■ **Material for this exercise**
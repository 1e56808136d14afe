//! Implementation of `dockyard graph`.

use std::fmt::Write as _;
use std::path::Path;

use serde_json::{json, Value};

use crate::core::dependency::SdkStatus;
use crate::graph::{Graph, GraphNode, PrecompiledKind};
use crate::util::fs::relative_string;

/// Render the targets of every project with their direct dependencies as
/// a tree.
pub fn format_tree(graph: &Graph, root: &Path) -> String {
    let mut out = String::new();
    for (path, project) in graph.projects() {
        let _ = writeln!(out, "{} ({})", project.name, display_path(root, path));

        let count = project.targets.len();
        for (i, target) in project.targets.iter().enumerate() {
            let last = i + 1 == count;
            let _ = writeln!(
                out,
                "{}{} [{}, {}]",
                if last { "└── " } else { "├── " },
                target.name,
                target.product,
                target.platform
            );

            let dependencies = graph.direct_dependencies(path, &target.name);
            let indent = if last { "    " } else { "│   " };
            for (j, node) in dependencies.iter().enumerate() {
                let marker = if j + 1 == dependencies.len() { "└── " } else { "├── " };
                let _ = writeln!(out, "{}{}{}", indent, marker, describe(node, path, root));
            }
        }
    }
    out
}

fn display_path(root: &Path, path: &Path) -> String {
    let relative = relative_string(root, path);
    if relative.is_empty() {
        ".".to_string()
    } else {
        relative
    }
}

fn describe(node: &GraphNode, project_path: &Path, root: &Path) -> String {
    match node {
        GraphNode::Target(target) if target.project_path == project_path => {
            format!("{} [{}]", target.name(), target.product())
        }
        GraphNode::Target(target) => format!(
            "{} [{}] ({})",
            target.name(),
            target.product(),
            display_path(root, &target.project_path)
        ),
        GraphNode::Precompiled(precompiled) => {
            format!("{} [{}]", display_path(root, &precompiled.path), precompiled.linking)
        }
        GraphNode::Sdk(sdk) => match sdk.status {
            SdkStatus::Required => format!("{} [sdk]", sdk.name),
            SdkStatus::Optional => format!("{} [sdk, optional]", sdk.name),
        },
    }
}

/// The graph as JSON: projects, their targets and direct dependencies.
pub fn to_json(graph: &Graph) -> Value {
    let projects: Vec<Value> = graph
        .projects()
        .iter()
        .map(|(path, project)| {
            let targets: Vec<Value> = project
                .targets
                .iter()
                .map(|target| {
                    let dependencies: Vec<Value> = graph
                        .direct_dependencies(path, &target.name)
                        .into_iter()
                        .map(node_json)
                        .collect();
                    json!({
                        "name": target.name,
                        "product": target.product.to_string(),
                        "platform": target.platform.to_string(),
                        "dependencies": dependencies,
                    })
                })
                .collect();
            json!({
                "name": project.name,
                "path": path,
                "targets": targets,
            })
        })
        .collect();
    json!({ "projects": projects })
}

fn node_json(node: &GraphNode) -> Value {
    match node {
        GraphNode::Target(target) => json!({
            "kind": "target",
            "name": target.name(),
            "project": target.project_path,
        }),
        GraphNode::Precompiled(precompiled) => json!({
            "kind": match precompiled.kind {
                PrecompiledKind::Framework => "framework",
                PrecompiledKind::Library { .. } => "library",
            },
            "path": precompiled.path,
            "linking": precompiled.linking.to_string(),
        }),
        GraphNode::Sdk(sdk) => json!({
            "kind": "sdk",
            "name": sdk.name,
            "optional": sdk.status == SdkStatus::Optional,
        }),
    }
}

■ **Work instructions**
Retype the listing above in full, exactly as it stands.

■ **Written answer**
repository 1e56808136d14afe
//! Implementation of `dockyard graph`.

use std::fmt::Write as _;
use std::path::Path;

use serde_json::{json, Value};

use crate::core::dependency::SdkStatus;
use crate::graph::{Graph, GraphNode, PrecompiledKind};
use crate::util::fs::relative_string;

/// Render the targets of every project with their direct dependencies as
/// a tree.
pub fn format_tree(graph: &Graph, root: &Path) -> String {
    let mut out = String::new();
    for (path, project) in graph.projects() {
        let _ = writeln!(out, "{} ({})", project.name, display_path(root, path));

        let count = project.targets.len();
        for (i, target) in project.targets.iter().enumerate() {
            let last = i + 1 == count;
            let _ = writeln!(
                out,
                "{}{} [{}, {}]",
                if last { "└── " } else { "├── " },
                target.name,
                target.product,
                target.platform
            );

            let dependencies = graph.direct_dependencies(path, &target.name);
            let indent = if last { "    " } else { "│   " };
            for (j, node) in dependencies.iter().enumerate() {
                let marker = if j + 1 == dependencies.len() { "└── " } else { "├── " };
                let _ = writeln!(out, "{}{}{}", indent, marker, describe(node, path, root));
            }
        }
    }
    out
}

fn display_path(root: &Path, path: &Path) -> String {
    let relative = relative_string(root, path);
    if relative.is_empty() {
        ".".to_string()
    } else {
        relative
    }
}

fn describe(node: &GraphNode, project_path: &Path, root: &Path) -> String {
    match node {
        GraphNode::Target(target) if target.project_path == project_path => {
            format!("{} [{}]", target.name(), target.product())
        }
        GraphNode::Target(target) => format!(
            "{} [{}] ({})",
            target.name(),
            target.product(),
            display_path(root, &target.project_path)
        ),
        GraphNode::Precompiled(precompiled) => {
            format!("{} [{}]", display_path(root, &precompiled.path), precompiled.linking)
        }
        GraphNode::Sdk(sdk) => match sdk.status {
            SdkStatus::Required => format!("{} [sdk]", sdk.name),
            SdkStatus::Optional => format!("{} [sdk, optional]", sdk.name),
        },
    }
}

/// The graph as JSON: projects, their targets and direct dependencies.
pub fn to_json(graph: &Graph) -> Value {
    let projects: Vec<Value> = graph
        .projects()
        .iter()
        .map(|(path, project)| {
            let targets: Vec<Value> = project
                .targets
                .iter()
                .map(|target| {
                    let dependencies: Vec<Value> = graph
                        .direct_dependencies(path, &target.name)
                        .into_iter()
                        .map(node_json)
                        .collect();
                    json!({
                        "name": target.name,
                        "product": target.product.to_string(),
                        "platform": target.platform.to_string(),
                        "dependencies": dependencies,
                    })
                })
                .collect();
            json!({
                "name": project.name,
                "path": path,
                "targets": targets,
            })
        })
        .collect();
    json!({ "projects": projects })
}

fn node_json(node: &GraphNode) -> Value {
    match node {
        GraphNode::Target(target) => json!({
            "kind": "target",
            "name": target.name(),
            "project": target.project_path,
        }),
        GraphNode::Precompiled(precompiled) => json!({
            "kind": match precompiled.kind {
                PrecompiledKind::Framework => "framework",
                PrecompiledKind::Library { .. } => "library",
            },
            "path": precompiled.path,
            "linking": precompiled.linking.to_string(),
        }),
        GraphNode::Sdk(sdk) => json!({
            "kind": "sdk",
            "name": sdk.name,
            "optional": sdk.status == SdkStatus::Optional,
        }),
    }
}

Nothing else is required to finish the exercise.